Queridos irmãos e irmãs, este autor, que poderíamos definir o "Cantor do amor, da caridade", ensina-nos a fazer na nossa vida a opção fundamental, que dá sentido e valor a todas as outras opções: amar a Deus e, por amor a Ele, amar o nosso próximo; só assim poderemos encontrar a verdadeira alegria, antecipação da bem-aventurança eterna. Ponhamo-nos portanto na escola dos Santos para aprender a amar de modo autêntico e total, para entrar neste percurso do nosso ser.

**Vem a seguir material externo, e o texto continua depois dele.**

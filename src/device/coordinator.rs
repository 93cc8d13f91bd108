use std::path::PathBuf;

use crate::device::catalog::{MountState, PartitionSource};
use crate::device::ops::MountTool;
use crate::error::{DeviceError, Result};
use crate::types::DeviceName;

/// Takes a device from "unknown" to "mounted at a known path", or explains
/// why it could not. One mount attempt per call, no retries.
pub struct MountCoordinator<C, M> {
    catalog: C,
    tool: M,
}

impl<C: PartitionSource, M: MountTool> MountCoordinator<C, M> {
    pub fn new(catalog: C, tool: M) -> Self {
        Self { catalog, tool }
    }

    pub fn ensure_mounted(&self, device: &DeviceName) -> Result<PathBuf> {
        let partitions = self.catalog.list_partitions()?;
        match partitions.get(device.as_str()) {
            None => Err(DeviceError::NotFound(device.to_string()).into()),
            // An existing mount may not be where we expect; refuse it.
            Some(MountState::Mounted(mountpoint)) => Err(DeviceError::AlreadyMounted {
                device: device.to_string(),
                mountpoint: mountpoint.clone(),
            }
            .into()),
            Some(MountState::Unmounted) => {
                self.tool.mount(device)?;
                let partitions = self.catalog.list_partitions()?;
                match partitions.get(device.as_str()) {
                    Some(MountState::Mounted(mountpoint)) => {
                        tracing::info!("Device {} mounted on {}", device, mountpoint.display());
                        Ok(mountpoint.clone())
                    }
                    Some(MountState::Unmounted) | None => Err(DeviceError::MountFailed(format!(
                        "{} is still not mounted after mount call",
                        device
                    ))
                    .into()),
                }
            }
        }
    }

    /// Unmounts `device` if it is mounted. Absent or unmounted devices are left alone.
    pub fn unmount(&self, device: &DeviceName) -> Result<()> {
        let partitions = self.catalog.list_partitions()?;
        match partitions.get(device.as_str()) {
            Some(MountState::Mounted(mountpoint)) => {
                self.tool.unmount(device)?;
                tracing::info!("Device {} unmounted from {}", device, mountpoint.display());
            }
            Some(MountState::Unmounted) | None => {
                tracing::debug!("device {} not mounted, skip umount", device);
            }
        }
        Ok(())
    }

    /// Best-effort unmount before a run starts.
    pub fn reset(&self, device: &DeviceName) {
        if let Err(err) = self.unmount(device) {
            tracing::warn!("reset of {} failed: {}", device, err);
        }
    }
}
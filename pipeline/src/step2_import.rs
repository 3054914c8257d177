use crate::step1_fetch::{FetchStepOutput, FetchedTable};
use polars::datatypes::{DataType, Field};
use polars::prelude::{col, LazyCsvReader, LazyFileListReader, LazyFrame, Schema};
use std::fmt;
use std::fmt::Display;
use std::ops::Deref;
use std::sync::Arc;

/// Reads both raw CSV tables lazily, forcing the column types the pipeline
/// relies on over whatever the reader would infer. `postcode` in particular
/// must never become numeric, or leading zeros are lost and a `.0` suffix
/// appears once the value is rendered back to text.
pub async fn import(
    FetchStepOutput { stations, connections }: FetchStepOutput
) -> Result<ImportStepOutput, ImportError> {
    let stations = read_csv(&stations, [
        Field::new("name".into(), DataType::String),
        Field::new("latitude".into(), DataType::Float64),
        Field::new("longitude".into(), DataType::Float64),
        Field::new("postcode".into(), DataType::String),
    ])?
    .select([
        col("name"),
        col("latitude"),
        col("longitude"),
        col("postcode"),
    ]);

    let connections = read_csv(&connections, [
        Field::new("point1".into(), DataType::String),
        Field::new("point2".into(), DataType::String),
        Field::new("line".into(), DataType::String),
    ])?
    .select([
        col("point1"),
        col("point2"),
        col("line"),
    ]);

    Ok(ImportStepOutput { stations, connections })
}

fn read_csv<const N: usize>(
    table: &FetchedTable,
    expected_fields: [Field; N],
) -> Result<LazyFrame, ImportError> {
    let reader = LazyCsvReader::new(table.path.canonicalize()?);

    // Merge the expected fields over the inferred schema so that extra
    // columns in the source survive untouched while the ones we consume get
    // a fixed type.
    let mut schema = reader.clone().finish()?.collect_schema()?.deref().clone();
    let expected_schema = Schema::from_iter(expected_fields);
    schema.merge(expected_schema);

    let frame = reader
        .with_schema(Some(Arc::new(schema)))
        .finish()?;

    Ok(frame)
}

pub struct ImportStepOutput {
    pub stations: LazyFrame,
    pub connections: LazyFrame,
}

#[derive(thiserror::Error, Debug)]
pub enum ImportError {
    File(#[from] std::io::Error),
    Polars(#[from] polars::error::PolarsError),
}

impl Display for ImportError {
    fn fmt(&self, f: &mut fmt::Formatter) -> fmt::Result {
        let err: &dyn Display = match self {
            ImportError::File(err) => err,
            ImportError::Polars(err) => err,
        };
        write!(f, "{}", err)
    }
}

Com uma jovem santa, Doutora da Igreja, Teresa do Menino Jesus, digamos também nós ao Senhor que desejamos viver de amor. E concluo precisamente com uma oração desta Santa: "Eu amo-te, e Tu o sabes, Jesus divino! O Espírito de amor incendeia-me com o seu fogo. Amando-te a Ti atraio o Pai, que o meu coração frágil conserva, sem trégua. Ó Trindade! És prisioneira do meu amor. Viver de amor, aqui na terra, é um doar-se desmedido, sem pedir recompensa... quando se ama não se fazem cálculos. Eu dei tudo ao Coração divino, que transborda de ternura! E corro ligeiramente. Nada mais tenho, e a minha única riqueza é viver de amor".
Queridos irmãos e irmãs!
Amados peregrinos de língua portuguesa, uma cordial saudação de boas-vindas para todos. Que a prática do amor a Deus e ao próximo seja o propósito onde encontrais o sentido e o valor para todas as escolhas das vossas vidas. Que Deus abençoe a cada um de vós e vossas famílias! Ide em paz!